The research introduces a systematic integration method based on Design Science Research (DSR) and a “Best of Breed” approach, which selects the strongest elements from each framework and combines them into a cohesive process model. Using detailed process mapping—illustrated through multiple tables across domains such as governance, planning, implementation, and service delivery—the study demonstrates how overlapping processes can be aligned and harmonized. For example, the mapping tables (pages 6–16) show how COBIT domains correspond with ITIL, eTOM, and CMMI processes, enabling organizations to identify redundancies and integration opportunities.
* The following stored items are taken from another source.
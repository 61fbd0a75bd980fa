use crate::errors::AuthError;
use crate::models::{
    Credential, Organization, Permission, PermissionType, Role, Tenant, User, UserRole, UserStatus,
};
use async_trait::async_trait;
use chrono::Utc;
use std::collections::{HashMap, HashSet};
use std::sync::Arc;
use tokio::sync::RwLock;
use uuid::Uuid;

/// Name of the seeded global role granted to every onboarded tenant admin.
pub const TENANT_ADMIN_ROLE: &str = "TENANT_ADMIN";

/// Everything the onboarding flow persists as one unit: a tenant, its
/// first organization, the admin user with credential, and the admin
/// role grant. Partial persistence is never observable.
#[derive(Debug, Clone)]
pub struct OnboardingBundle {
    pub tenant: Tenant,
    pub organization: Organization,
    pub user: User,
    pub credential: Credential,
    pub user_role: UserRole,
}

/// Port to the relational identity store.
///
/// Only the operations the token lifecycle, permission resolution and
/// onboarding flows need are exposed here; entity administration lives
/// outside this engine.
#[async_trait]
pub trait Directory: Send + Sync {
    async fn find_credential(&self, identifier: &str) -> Result<Option<Credential>, AuthError>;
    async fn find_user(&self, user_id: Uuid) -> Result<Option<User>, AuthError>;
    async fn roles_for_user(&self, user_id: Uuid) -> Result<Vec<Role>, AuthError>;
    async fn permissions_for_roles(&self, role_ids: &[Uuid]) -> Result<Vec<Permission>, AuthError>;
    async fn find_global_role(&self, name: &str) -> Result<Option<Role>, AuthError>;
    async fn tenant_name_exists(&self, name: &str) -> Result<bool, AuthError>;
    async fn persist_onboarding(&self, bundle: OnboardingBundle) -> Result<(), AuthError>;
}

#[derive(Default)]
struct DirectoryInner {
    tenants: HashMap<Uuid, Tenant>,
    organizations: HashMap<Uuid, Organization>,
    users: HashMap<Uuid, User>,
    credentials: HashMap<String, Credential>,
    roles: HashMap<Uuid, Role>,
    permissions: HashMap<Uuid, Permission>,
    role_permissions: HashSet<(Uuid, Uuid)>,
    user_roles: Vec<UserRole>,
}

/// In-memory directory adapter.
///
/// A single RwLock over the whole relation set doubles as the unit-of-work
/// boundary: `persist_onboarding` runs under one write guard, which is the
/// in-memory equivalent of the single transaction the onboarding bundle
/// requires.
#[derive(Clone)]
pub struct InMemoryDirectory {
    inner: Arc<RwLock<DirectoryInner>>,
}

impl InMemoryDirectory {
    /// Create a directory pre-seeded with the global `TENANT_ADMIN` role
    /// and its system permissions.
    pub fn new() -> Self {
        let mut inner = DirectoryInner::default();

        let admin_role = Role {
            id: Uuid::now_v7(),
            tenant_id: None,
            name: TENANT_ADMIN_ROLE.to_string(),
            is_system: true,
        };
        for key in ["tenant:*", "organization:*", "user:*", "role:*"] {
            let (resource, action) = key.split_once(':').unwrap_or((key, "*"));
            let permission = Permission {
                id: Uuid::now_v7(),
                key: key.to_string(),
                resource: resource.to_string(),
                action: action.to_string(),
                kind: PermissionType::System,
            };
            inner
                .role_permissions
                .insert((admin_role.id, permission.id));
            inner.permissions.insert(permission.id, permission);
        }
        inner.roles.insert(admin_role.id, admin_role);

        Self {
            inner: Arc::new(RwLock::new(inner)),
        }
    }

    // --- administration plumbing (used by bootstrap and tests) ---

    pub async fn add_user(
        &self,
        user: User,
        identifier: &str,
        password_hash: &str,
    ) -> Result<(), AuthError> {
        let mut inner = self.inner.write().await;
        let credential = Credential {
            user_id: user.id,
            identifier: identifier.to_string(),
            password_hash: password_hash.to_string(),
        };
        inner.credentials.insert(credential.identifier.clone(), credential);
        inner.users.insert(user.id, user);
        Ok(())
    }

    pub async fn set_user_status(&self, user_id: Uuid, status: UserStatus) {
        let mut inner = self.inner.write().await;
        if let Some(user) = inner.users.get_mut(&user_id) {
            user.status = status;
        }
    }

    /// Register a role; tenant-scoped roles are unique per (tenant, name),
    /// global roles per name.
    pub async fn add_role(&self, role: Role) -> Result<(), AuthError> {
        let mut inner = self.inner.write().await;
        let clash = inner
            .roles
            .values()
            .any(|r| r.name == role.name && r.tenant_id == role.tenant_id);
        if clash {
            return Err(AuthError::DuplicateRoleName(role.name));
        }
        inner.roles.insert(role.id, role);
        Ok(())
    }

    pub async fn add_permission(&self, permission: Permission) -> Result<(), AuthError> {
        let mut inner = self.inner.write().await;
        if inner.permissions.values().any(|p| p.key == permission.key) {
            return Err(AuthError::DuplicatePermissionKey(permission.key));
        }
        inner.permissions.insert(permission.id, permission);
        Ok(())
    }

    /// Attach a permission to a role. Duplicate pairs collapse silently.
    pub async fn grant_permission(&self, role_id: Uuid, permission_id: Uuid) {
        let mut inner = self.inner.write().await;
        inner.role_permissions.insert((role_id, permission_id));
    }

    /// Assign a role to a user. Duplicate pairs collapse silently.
    pub async fn assign_role(&self, user_id: Uuid, role_id: Uuid) {
        let mut inner = self.inner.write().await;
        if inner
            .user_roles
            .iter()
            .any(|ur| ur.user_id == user_id && ur.role_id == role_id)
        {
            return;
        }
        inner.user_roles.push(UserRole {
            user_id,
            role_id,
            assigned_at: Utc::now(),
        });
    }
}

impl Default for InMemoryDirectory {
    fn default() -> Self {
        Self::new()
    }
}

#[async_trait]
impl Directory for InMemoryDirectory {
    async fn find_credential(&self, identifier: &str) -> Result<Option<Credential>, AuthError> {
        let inner = self.inner.read().await;
        Ok(inner.credentials.get(identifier).cloned())
    }

    async fn find_user(&self, user_id: Uuid) -> Result<Option<User>, AuthError> {
        let inner = self.inner.read().await;
        Ok(inner.users.get(&user_id).cloned())
    }

    async fn roles_for_user(&self, user_id: Uuid) -> Result<Vec<Role>, AuthError> {
        let inner = self.inner.read().await;
        let roles = inner
            .user_roles
            .iter()
            .filter(|ur| ur.user_id == user_id)
            .filter_map(|ur| inner.roles.get(&ur.role_id).cloned())
            .collect();
        Ok(roles)
    }

    async fn permissions_for_roles(&self, role_ids: &[Uuid]) -> Result<Vec<Permission>, AuthError> {
        let inner = self.inner.read().await;
        let permissions = inner
            .role_permissions
            .iter()
            .filter(|(role_id, _)| role_ids.contains(role_id))
            .filter_map(|(_, permission_id)| inner.permissions.get(permission_id).cloned())
            .collect();
        Ok(permissions)
    }

    async fn find_global_role(&self, name: &str) -> Result<Option<Role>, AuthError> {
        let inner = self.inner.read().await;
        Ok(inner
            .roles
            .values()
            .find(|r| r.tenant_id.is_none() && r.name == name)
            .cloned())
    }

    async fn tenant_name_exists(&self, name: &str) -> Result<bool, AuthError> {
        let inner = self.inner.read().await;
        Ok(inner.tenants.values().any(|t| t.name == name))
    }

    async fn persist_onboarding(&self, bundle: OnboardingBundle) -> Result<(), AuthError> {
        let mut inner = self.inner.write().await;
        // Re-check under the write guard; two racing onboardings for the
        // same tenant name must not both commit.
        if inner.tenants.values().any(|t| t.name == bundle.tenant.name) {
            return Err(AuthError::DuplicateTenantName(bundle.tenant.name));
        }
        inner.tenants.insert(bundle.tenant.id, bundle.tenant);
        inner
            .organizations
            .insert(bundle.organization.id, bundle.organization);
        inner
            .credentials
            .insert(bundle.credential.identifier.clone(), bundle.credential);
        inner.users.insert(bundle.user.id, bundle.user);
        inner.user_roles.push(bundle.user_role);
        Ok(())
    }
}
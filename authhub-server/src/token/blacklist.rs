use crate::cache::{Cache, CacheBackend};
use crate::errors::AuthError;
use crate::models::BlacklistedToken;
use chrono::Utc;
use std::sync::Arc;

const KEY_PREFIX: &str = "blacklist::";

/// Revoked-token store, keyed by jti.
///
/// Entries carry a TTL equal to the revoked token's remaining lifetime,
/// so they evict themselves exactly when signature verification alone
/// would start rejecting the token anyway. `contains` is a single key
/// lookup; the store is consulted on every refresh.
#[derive(Clone)]
pub struct BlacklistStore {
    cache: Arc<Cache>,
}

impl BlacklistStore {
    pub fn new(cache: Arc<Cache>) -> Self {
        Self { cache }
    }

    fn key(jti: &str) -> String {
        format!("{KEY_PREFIX}{jti}")
    }

    /// Insert a revocation entry. Tokens already past their expiry are
    /// skipped: they can no longer verify, so there is nothing to revoke.
    /// The remaining lifetime rounds up to whole seconds, so the entry
    /// never evicts before the token itself expires.
    pub async fn add(&self, entry: &BlacklistedToken) -> Result<(), AuthError> {
        let remaining_ms = (entry.expires_at - Utc::now()).num_milliseconds();
        if remaining_ms <= 0 {
            return Ok(());
        }
        let ttl_secs = (remaining_ms as u64).div_ceil(1000);
        self.cache
            .set_ex(&Self::key(&entry.jti), entry, ttl_secs)
            .await?;
        Ok(())
    }

    pub async fn contains(&self, jti: &str) -> Result<bool, AuthError> {
        Ok(self
            .cache
            .get::<BlacklistedToken>(&Self::key(jti))
            .await?
            .is_some())
    }

    /// Explicit delete path for administrative un-revocation; expiry
    /// normally handles cleanup on its own.
    pub async fn remove(&self, jti: &str) -> Result<(), AuthError> {
        self.cache.delete(&Self::key(jti)).await?;
        Ok(())
    }
}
A key contribution of the paper is the practical application of this integration through a Service Level Agreement (SLA) case study. As shown in the lifecycle diagram on page 28, the integrated SLA process spans stages from requirement gathering to monitoring and continuous improvement. The framework also defines process components such as roles, metrics, and requirements, offering a comprehensive operational model. Additionally, empirical findings from 20 global organizations reveal that most companies struggle with multi-framework implementation, with around 80% reporting challenges in achieving certifications and aligning processes across standards (page 26).

The study concludes that process integration significantly enhances organizational efficiency, reduces duplication, and improves compliance and process maturity. By providing a replicable, low-level integration method, it enables organizations to align IT processes with business goals while minimizing complexity. Overall, the paper positions integrated best-practice adoption as a critical strategy for modern organizations navigating digital transformation and increasingly complex governance requirements.